EXERCISE OBJECTIVE:
Pull each line with the string "debug" from the entries.

EXTRACTED DATA:
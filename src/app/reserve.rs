//! The `reserve` command: search by keyword and fill the reservation list.

use anyhow::{Context, Result};
use chrono::Utc;
use timeshift_core::{
    Candidate, JsonLedger, MetadataStore, NotificationEvent, PassReport, PassStop,
    ProgramSummary, SearchQuery, TimeshiftApi, run_pass,
};
use tracing::{debug, info, instrument};

use super::context::RunContext;
use crate::ProcessExit;
use crate::app_config::SearchWords;

#[instrument(skip_all)]
pub(super) async fn run(ctx: &RunContext) -> Result<ProcessExit> {
    let words = SearchWords::load(&ctx.config.search_words_file)?;
    let client = ctx.authenticated_client().await?;

    let found = gather_candidates(&client, &words, ctx.config.search_pages).await?;
    info!(found = found.len(), "Search finished");

    let ledger_path = ctx.config.ledger_file();
    let ledger = JsonLedger::open(&ledger_path)
        .with_context(|| format!("Failed to open ledger '{}'", ledger_path.display()))?;
    let snapshots = MetadataStore::new(&ctx.config.data_dir);

    let report = run_pass(&client, found, &ledger, &snapshots, Utc::now()).await?;

    for candidate in &report.reserved {
        ctx.notifier
            .send(&NotificationEvent::ReservationCreated(
                ProgramSummary::from_candidate(candidate),
            ))
            .await;
    }

    match &report.stop {
        Some(PassStop::Rejected {
            candidate,
            error_code,
        }) => {
            ctx.notifier
                .send(&NotificationEvent::ReservationFailed {
                    program: ProgramSummary::from_candidate(candidate),
                    error_code: error_code.clone(),
                })
                .await;
        }
        Some(PassStop::QuotaExhausted { program_id }) => {
            debug!(program_id = %program_id, "No slot left for remaining candidates");
        }
        None => {}
    }

    info!(
        reaped = report.reaped.len(),
        evicted = report.evicted.len(),
        reserved = report.reserved.len(),
        "Reserve pass complete"
    );
    Ok(exit_for(&report))
}

/// A rejection fails the run, partially when earlier candidates were
/// reserved. Running out of slots is not a failure.
fn exit_for(report: &PassReport) -> ProcessExit {
    match (&report.stop, report.reserved.is_empty()) {
        (Some(PassStop::Rejected { .. }), true) => ProcessExit::Failure,
        (Some(PassStop::Rejected { .. }), false) => ProcessExit::Partial,
        (Some(PassStop::QuotaExhausted { .. }) | None, _) => ProcessExit::Success,
    }
}

/// Runs every keyword query and concatenates the result cards.
///
/// Paging stops early once the platform reports no next page.
pub(super) async fn gather_candidates(
    api: &dyn TimeshiftApi,
    words: &SearchWords,
    pages: u32,
) -> Result<Vec<Candidate>> {
    let mut found = Vec::new();
    for (provider_type, word) in words.queries() {
        let mut query = SearchQuery::upcoming(word, provider_type);
        for page in 1..=pages {
            query.page = page;
            let result = api
                .search(&query)
                .await
                .with_context(|| format!("Search for '{word}' ({provider_type}) failed"))?;
            debug!(
                word,
                provider = %provider_type,
                page,
                items = result.items.len(),
                "Search page fetched"
            );
            found.extend(result.items);
            if !result.has_next {
                break;
            }
        }
    }
    Ok(found)
}

#[cfg(test)]
mod tests {
    use std::sync::Mutex;

    use async_trait::async_trait;
    use timeshift_core::{
        PlatformError, ProgramKind, ProgramTime, Provider, ProviderType, Reservation,
        ReserveResponse, SearchPage, Statistics,
    };

    use super::*;

    fn candidate(id: &str) -> Candidate {
        Candidate {
            program_id: id.to_string(),
            title: format!("title {id}"),
            description: String::new(),
            kind: ProgramKind::Future,
            thumbnail_url: String::new(),
            time: Some(ProgramTime::default()),
            statistics: Statistics::default(),
            provider: Provider::default(),
        }
    }

    /// Answers searches with `pages` pages of one card each, per word.
    struct PagedSearch {
        pages: u32,
        seen: Mutex<Vec<(String, ProviderType, u32)>>,
    }

    #[async_trait]
    impl TimeshiftApi for PagedSearch {
        async fn list_reservations(&self) -> Result<Vec<Reservation>, PlatformError> {
            Ok(Vec::new())
        }
        async fn reserve(&self, _program_id: &str) -> Result<ReserveResponse, PlatformError> {
            unreachable!("search-only fake")
        }
        async fn delete_reservation(&self, _program_id: &str) -> Result<(), PlatformError> {
            unreachable!("search-only fake")
        }
        async fn accept_watch(&self, _program_id: &str) -> Result<(), PlatformError> {
            unreachable!("search-only fake")
        }
        async fn search(&self, query: &SearchQuery) -> Result<SearchPage, PlatformError> {
            self.seen
                .lock()
                .unwrap()
                .push((query.word.clone(), query.provider_type, query.page));
            if query.word == "broken" {
                return Err(PlatformError::http_status("search", 503));
            }
            Ok(SearchPage {
                items: vec![candidate(&format!("lv-{}-{}", query.word, query.page))],
                has_prev: query.page > 1,
                has_next: query.page < self.pages,
            })
        }
    }

    fn words(official: &[&str], channel: &[&str]) -> SearchWords {
        SearchWords {
            official: official.iter().map(ToString::to_string).collect(),
            channel: channel.iter().map(ToString::to_string).collect(),
            community: Vec::new(),
        }
    }

    #[tokio::test]
    async fn test_gather_uses_first_page_per_word_by_default() {
        let api = PagedSearch {
            pages: 5,
            seen: Mutex::new(Vec::new()),
        };
        let found = gather_candidates(&api, &words(&["a"], &["b"]), 1)
            .await
            .unwrap();
        let ids: Vec<_> = found.iter().map(|c| c.program_id.as_str()).collect();
        assert_eq!(ids, ["lv-a-1", "lv-b-1"]);
        assert_eq!(
            *api.seen.lock().unwrap(),
            [
                ("a".to_string(), ProviderType::Official, 1),
                ("b".to_string(), ProviderType::Channel, 1),
            ]
        );
    }

    #[tokio::test]
    async fn test_gather_stops_paging_without_next_page() {
        let api = PagedSearch {
            pages: 2,
            seen: Mutex::new(Vec::new()),
        };
        let found = gather_candidates(&api, &words(&["a"], &[]), 4).await.unwrap();
        let ids: Vec<_> = found.iter().map(|c| c.program_id.as_str()).collect();
        assert_eq!(ids, ["lv-a-1", "lv-a-2"]);
    }

    #[tokio::test]
    async fn test_gather_propagates_search_failure_with_word() {
        let api = PagedSearch {
            pages: 1,
            seen: Mutex::new(Vec::new()),
        };
        let err = gather_candidates(&api, &words(&["ok", "broken"], &[]), 1)
            .await
            .unwrap_err();
        assert!(format!("{err:#}").contains("broken"));
    }

    fn report(reserved: &[&str], stop: Option<PassStop>) -> PassReport {
        PassReport {
            reserved: reserved.iter().map(|id| candidate(id)).collect(),
            stop,
            ..PassReport::default()
        }
    }

    fn rejected(id: &str) -> Option<PassStop> {
        Some(PassStop::Rejected {
            candidate: candidate(id),
            error_code: "USER_TIMESHIFT_RESERVATION_LIMIT".to_string(),
        })
    }

    #[test]
    fn test_rejection_after_reservations_is_partial() {
        let exit = exit_for(&report(&["lv1", "lv2"], rejected("lv3")));
        assert_eq!(exit, ProcessExit::Partial);
        assert_eq!(exit.code(), 2);
    }

    #[test]
    fn test_rejection_of_first_candidate_is_failure() {
        let exit = exit_for(&report(&[], rejected("lv1")));
        assert_eq!(exit, ProcessExit::Failure);
        assert_eq!(exit.code(), 1);
    }

    #[test]
    fn test_quota_exhaustion_is_success() {
        let stop = Some(PassStop::QuotaExhausted {
            program_id: "lv9".to_string(),
        });
        assert_eq!(exit_for(&report(&[], stop.clone())), ProcessExit::Success);
        assert_eq!(exit_for(&report(&["lv1"], stop)).code(), 0);
    }

    #[test]
    fn test_quiet_pass_is_success() {
        assert_eq!(exit_for(&report(&[], None)), ProcessExit::Success);
        assert_eq!(exit_for(&report(&["lv1"], None)), ProcessExit::Success);
    }
}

FINISHED EXERCISE:
use tracing::{debug, info, instrument};
            debug!(program_id = %program_id, "No slot left for remaining candidates");
            debug!(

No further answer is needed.